I know that some fire alarms have the ability to record a sound file, and play it back when the fire alarm is pulled...


----------



## museav (Sep 17, 2009)

Soxred93 said:


> I know that some fire alarms have the ability to record a sound file, and play it back when the fire alarm is pulled...


That is exactly one of the issues I have encountered, the life safety officials wanted to have a standard announcement that they had reviewed and accepted. It also had to be played back at a preset level.


----------



## mstaylor (Sep 18, 2009)

I work mainly in a multi use arena. We always have some method for evac announcements, usually at the monitor board. We have a manual override system for the fire alarm that we have to have to have a person monitoring at all times. In a concert situation or any other live event, the fire alarm would never be heard. To keep from installing an entirely new system we went this route. If evac is necessary the head of security tells me and I take care of it from monitor world. If it is a show without a monitor system it is at FOH. The other problem is for certain events I have to take my house cluster down so using a house system is not possible. 
A VOG mic if needed is at FOH as a talkback mic that can be routed to cover house and stage.


----------



## museav (Sep 18, 2009)

Please people, it doesn't matter what you do at your facility, what matters is what the Authority Having Jurisdiction accepts for each individual facility. Every location differs but after 25 years designing and installing audio systems, while it is common to use the house system for informational messaging I have yet to have a code or life safety official approve using live announcements or a sound system not designed specifically for the purpose of voice evacuation announcements during a life safety alarm for that application. I have had numerous theatre, arena and convention center projects where we were required to provide a method to mute or even power off the audio system so that it did not interfere with the life safety system.

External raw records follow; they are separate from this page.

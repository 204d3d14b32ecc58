/*
 * Copyright (c) 2023.
 *
 * This software is free software;
 *
 * You can redistribute it or modify it under terms of the MIT, Apache License or Zlib license
 */

//! Byte-level integration tests: each test hand-assembles a minimal JPEG
//! stream (real marker segments, small enough Huffman tables to hand-encode
//! the entropy data directly) and feeds it through the public entry points.

use zjpeg::{DecoderOptions, JpegDecoder};

/// Appends a marker segment (`0xFF <marker> <len hi> <len lo> <payload>`);
/// the two-byte length is computed from `payload`, never hand-counted.
fn segment(out: &mut Vec<u8>, marker: u8, payload: &[u8]) {
    out.push(0xFF);
    out.push(marker);
    let length = (payload.len() + 2) as u16;
    out.extend_from_slice(&length.to_be_bytes());
    out.extend_from_slice(payload);
}

/// A DQT payload for one 8-bit identity table (every entry `1`) at `id`.
fn dqt_identity(id: u8) -> Vec<u8> {
    let mut payload = vec![id];
    payload.extend(std::iter::repeat(1u8).take(64));
    payload
}

/// A DHT payload for a single table holding one symbol, whose canonical code
/// is therefore the one-bit code `0`.
fn dht_single_symbol(is_ac: bool, id: u8, symbol: u8) -> Vec<u8> {
    let mut payload = vec![(u8::from(is_ac) << 4) | id];
    let mut counts = [0u8; 16];
    counts[0] = 1;
    payload.extend_from_slice(&counts);
    payload.push(symbol);
    payload
}

fn sof0(width: u16, height: u16, components: &[(u8, u8, u8)]) -> Vec<u8> {
    let mut payload = vec![8u8];
    payload.extend_from_slice(&height.to_be_bytes());
    payload.extend_from_slice(&width.to_be_bytes());
    payload.push(components.len() as u8);
    for &(id, sampling, quant) in components {
        payload.push(id);
        payload.push(sampling);
        payload.push(quant);
    }
    payload
}

fn sof2(width: u16, height: u16, components: &[(u8, u8, u8)]) -> Vec<u8> {
    sof0(width, height, components)
}

fn sos(components: &[(u8, u8)], spectral_start: u8, spectral_end: u8, approx: u8) -> Vec<u8> {
    let mut payload = vec![components.len() as u8];
    for &(id, tables) in components {
        payload.push(id);
        payload.push(tables);
    }
    payload.push(spectral_start);
    payload.push(spectral_end);
    payload.push(approx);
    payload
}

/// Packs a sequence of `'0'`/`'1'` characters into bytes, MSB first, zero
/// -padding the final byte out to a full 8 bits.
fn pack_bits(bits: &str) -> Vec<u8> {
    let mut out = Vec::new();
    let mut current = 0u8;
    let mut filled = 0u32;
    for c in bits.chars() {
        current = (current << 1) | u8::from(c == '1');
        filled += 1;
        if filled == 8 {
            out.push(current);
            current = 0;
            filled = 0;
        }
    }
    if filled > 0 {
        current <<= 8 - filled;
        out.push(current);
    }
    out
}

#[test]
fn decodes_a_minimal_single_component_image() {
    let mut data = vec![0xFF, 0xD8];
    segment(&mut data, 0xDB, &dqt_identity(0));
    let mut dht = dht_single_symbol(false, 0, 0);
    dht.extend(dht_single_symbol(true, 0, 0x00));
    segment(&mut data, 0xC4, &dht);
    segment(&mut data, 0xC0, &sof0(1, 1, &[(1, 0x11, 0)]));
    segment(&mut data, 0xDA, &sos(&[(1, 0x00)], 0, 63, 0));
    // DC symbol "0" (category 0, diff 0) then AC symbol "0" (EOB).
    data.extend(pack_bits("00"));
    data.extend_from_slice(&[0xFF, 0xD9]);

    let image = zjpeg::decode_buffer(&data).expect("minimal single-component image should decode");
    assert_eq!((image.width(), image.height()), (1, 1));
    assert_eq!(image.get_pixel(0, 0), (128, 128, 128, 255));
}

#[test]
fn decodes_a_4_2_0_mcu() {
    let mut data = vec![0xFF, 0xD8];
    segment(&mut data, 0xDB, &dqt_identity(0));
    let mut dht = dht_single_symbol(false, 0, 0);
    dht.extend(dht_single_symbol(true, 0, 0x00));
    segment(&mut data, 0xC4, &dht);
    // Y at 2x2 sampling, Cb/Cr at 1x1: one 16x16 MCU covers the whole image.
    segment(
        &mut data,
        0xC0,
        &sof0(16, 16, &[(1, 0x22, 0), (2, 0x11, 0), (3, 0x11, 0)]),
    );
    segment(&mut data, 0xDA, &sos(&[(1, 0x00), (2, 0x00), (3, 0x00)], 0, 63, 0));
    // 6 blocks per MCU (4 Y + 1 Cb + 1 Cr), each "DC 0, AC EOB" = 2 bits.
    data.extend(pack_bits(&"00".repeat(6)));
    data.extend_from_slice(&[0xFF, 0xD9]);

    let image = zjpeg::decode_buffer(&data).expect("a single 4:2:0 MCU should decode");
    assert_eq!((image.width(), image.height()), (16, 16));
    // Every coefficient is zero, so the whole frame is neutral gray.
    for y in 0..16 {
        for x in 0..16 {
            assert_eq!(image.get_pixel(x, y), (128, 128, 128, 255));
        }
    }
}

#[test]
fn decodes_a_progressive_dc_only_scan() {
    let mut data = vec![0xFF, 0xD8];
    segment(&mut data, 0xDB, &dqt_identity(0));
    segment(&mut data, 0xC4, &dht_single_symbol(false, 0, 3));
    segment(&mut data, 0xC2, &sof2(8, 8, &[(1, 0x11, 0)]));
    // Progressive DC first scan: Ss=0, Se=0, Ah=0, Al=0.
    segment(&mut data, 0xDA, &sos(&[(1, 0x00)], 0, 0, 0));
    // Huffman symbol "0" selects category 3, then 3 raw magnitude bits "100" (diff = +4).
    data.extend(pack_bits("0100"));
    data.extend_from_slice(&[0xFF, 0xD9]);

    let image = zjpeg::decode_buffer(&data).expect("a DC-only progressive scan should decode");
    assert_eq!((image.width(), image.height()), (8, 8));
    assert!(image.get_pixel(0, 0).0 > 128, "a positive DC coefficient should brighten the block");
}

#[test]
fn restart_markers_reset_the_dc_predictor() {
    let mut data = vec![0xFF, 0xD8];
    segment(&mut data, 0xDB, &dqt_identity(0));
    let mut dht = dht_single_symbol(false, 0, 3);
    dht.extend(dht_single_symbol(true, 0, 0x00));
    segment(&mut data, 0xC4, &dht);
    segment(&mut data, 0xDD, &4u16.to_be_bytes()); // DRI, restart_interval = 1
    segment(&mut data, 0xC0, &sof0(16, 8, &[(1, 0x11, 0)]));
    segment(&mut data, 0xDA, &sos(&[(1, 0x00)], 0, 63, 0));

    // Block 0: DC category-3 symbol "0", magnitude bits "100" (diff = +4), AC EOB "0".
    data.extend(pack_bits("01000"));
    data.extend_from_slice(&[0xFF, 0xD0]); // RST0
    // Block 1: identical bits. With the predictor reset by RST0 this again
    // decodes to a DC diff of +4 from zero, not +8 from the first block's DC.
    data.extend(pack_bits("01000"));
    data.extend_from_slice(&[0xFF, 0xD9]);

    let image = zjpeg::decode_buffer(&data).expect("a restart-interval-1 scan should decode");
    assert_eq!((image.width(), image.height()), (16, 8));
    let left = image.get_pixel(0, 0);
    let right = image.get_pixel(8, 0);
    assert_eq!(left, right, "both blocks decode the same DC diff once the predictor resets");
    assert!(left.0 > 128, "a positive DC diff should brighten the block above neutral gray");
}

#[test]
fn a_stray_marker_between_scans_is_tolerated_outside_strict_mode() {
    let mut data = vec![0xFF, 0xD8];
    segment(&mut data, 0xDB, &dqt_identity(0));
    let mut dht = dht_single_symbol(false, 0, 0);
    dht.extend(dht_single_symbol(true, 0, 0x00));
    segment(&mut data, 0xC4, &dht);
    segment(&mut data, 0xC0, &sof0(1, 1, &[(1, 0x11, 0)]));
    segment(&mut data, 0xDA, &sos(&[(1, 0x00)], 0, 63, 0));
    data.extend(pack_bits("00"));
    // A restart marker has no business appearing here (no DRI was ever set);
    // non-strict mode treats it as an implicit end of image instead of
    // failing the whole decode.
    data.extend_from_slice(&[0xFF, 0xD0]);

    let image = zjpeg::decode_buffer(&data).expect("a stray marker should not fail a non-strict decode");
    assert_eq!((image.width(), image.height()), (1, 1));
    assert_eq!(image.get_pixel(0, 0), (128, 128, 128, 255));
}

#[test]
fn a_stray_marker_between_scans_is_fatal_in_strict_mode() {
    let mut data = vec![0xFF, 0xD8];
    segment(&mut data, 0xDB, &dqt_identity(0));
    let mut dht = dht_single_symbol(false, 0, 0);
    dht.extend(dht_single_symbol(true, 0, 0x00));
    segment(&mut data, 0xC4, &dht);
    segment(&mut data, 0xC0, &sof0(1, 1, &[(1, 0x11, 0)]));
    segment(&mut data, 0xDA, &sos(&[(1, 0x00)], 0, 63, 0));
    data.extend(pack_bits("00"));
    data.extend_from_slice(&[0xFF, 0xD0]);

    let options = DecoderOptions::default().set_strict_mode(true);
    let mut decoder = JpegDecoder::new_with_options(options, &data);
    decoder.decode().unwrap_err();
}

#[test]
fn decoder_options_reject_oversized_frames() {
    let mut data = vec![0xFF, 0xD8];
    segment(&mut data, 0xDB, &dqt_identity(0));
    let mut dht = dht_single_symbol(false, 0, 0);
    dht.extend(dht_single_symbol(true, 0, 0x00));
    segment(&mut data, 0xC4, &dht);
    segment(&mut data, 0xC0, &sof0(1, 1, &[(1, 0x11, 0)]));

    let options = DecoderOptions::default().set_max_width(0);
    let mut decoder = JpegDecoder::new_with_options(options, &data);
    decoder.decode_headers().unwrap_err();
}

While I have not done it yet, there are some audio systems, especially in airport and convention center type applications, that have been designed to serve multiple roles including voice evacuation. The includes one project that apparently resulted in millions of dollars of law suits for the designers and installers when the system did not meet all of the defined requirements for the voice evacuation application and as a result prevented the facility from obtaining a Certificate of Occupancy and opening.


----------



## renegadeblack (Sep 18, 2009)

We always have a VOG mic hooked up to the talkback on the board.

Also, right outside the entrance to the booth, theres a little box with shaded glass on the front which locks and has a handheld PTT microphone type thing (do you know what I'm talking about?) which I'm guessing goes into the fire alarms. No one that I know of (atleast not on my TD's key ring) has a key to it. I'm not sure if it's like, break glass in case of emergency or if the fire marshall or whomever is supposed to come and do it for evacuation or what, but it's there. There's also another random one in another location where there isn't any glass on it. I'm actually surprised that no one has decided to speak into it and find that it goes throughout the school.

Also, when the fire alarm goes off in the auditorium, it has a pre-recorded message to the tune of "There has been an emergency reported in the building. Please proceed to the nearest exit." From what I understand, the house lights also automagically go up if the fire alarm goes off, though I can't verify that I know for certain that it happens as I've never been in the booth when a fire alarm goes off, though I have been in the audience.


----------



## museav (Sep 19, 2009)

renegadeblack said:


> Also, right outside the entrance to the booth, theres a little box with shaded glass on the front which locks and has a handheld PTT microphone type thing (do you know what I'm talking about?) which I'm guessing goes into the fire alarms. No one that I know of (atleast not on my TD's key ring) has a key to it. I'm not sure if it's like, break glass in case of emergency or if the fire marshall or whomever is supposed to come and do it for evacuation or what, but it's there.


It is common to be required to have a microphone connecting to the life safety system that can be readily accessed by fire or safety officials.

Since I see the terminology used even from manufacturer's, perhaps it is important to distinguish between a mic used for "emergency" applications and the voice evacuation aspect of a life safety system. Many systems have mics intended to be used for discretionary 'emergency' announcements such as lost children, impending weather conditions and so forth. An example of such a discretionary announcement was someone I know that had a tornado warning occur during a performance. They had to stop the show and use the house system to get everyone to a designated shelter area until the warning ended. In that case it was indeed an emergency but not a situation where you wanted to have everyone exit the building, it was a situation that did not automatically trigger the life safety system and where manually triggering an announcement to evacuate the building would not have been appropriate. This is the type of situation where an emergency announcement mic can be very useful.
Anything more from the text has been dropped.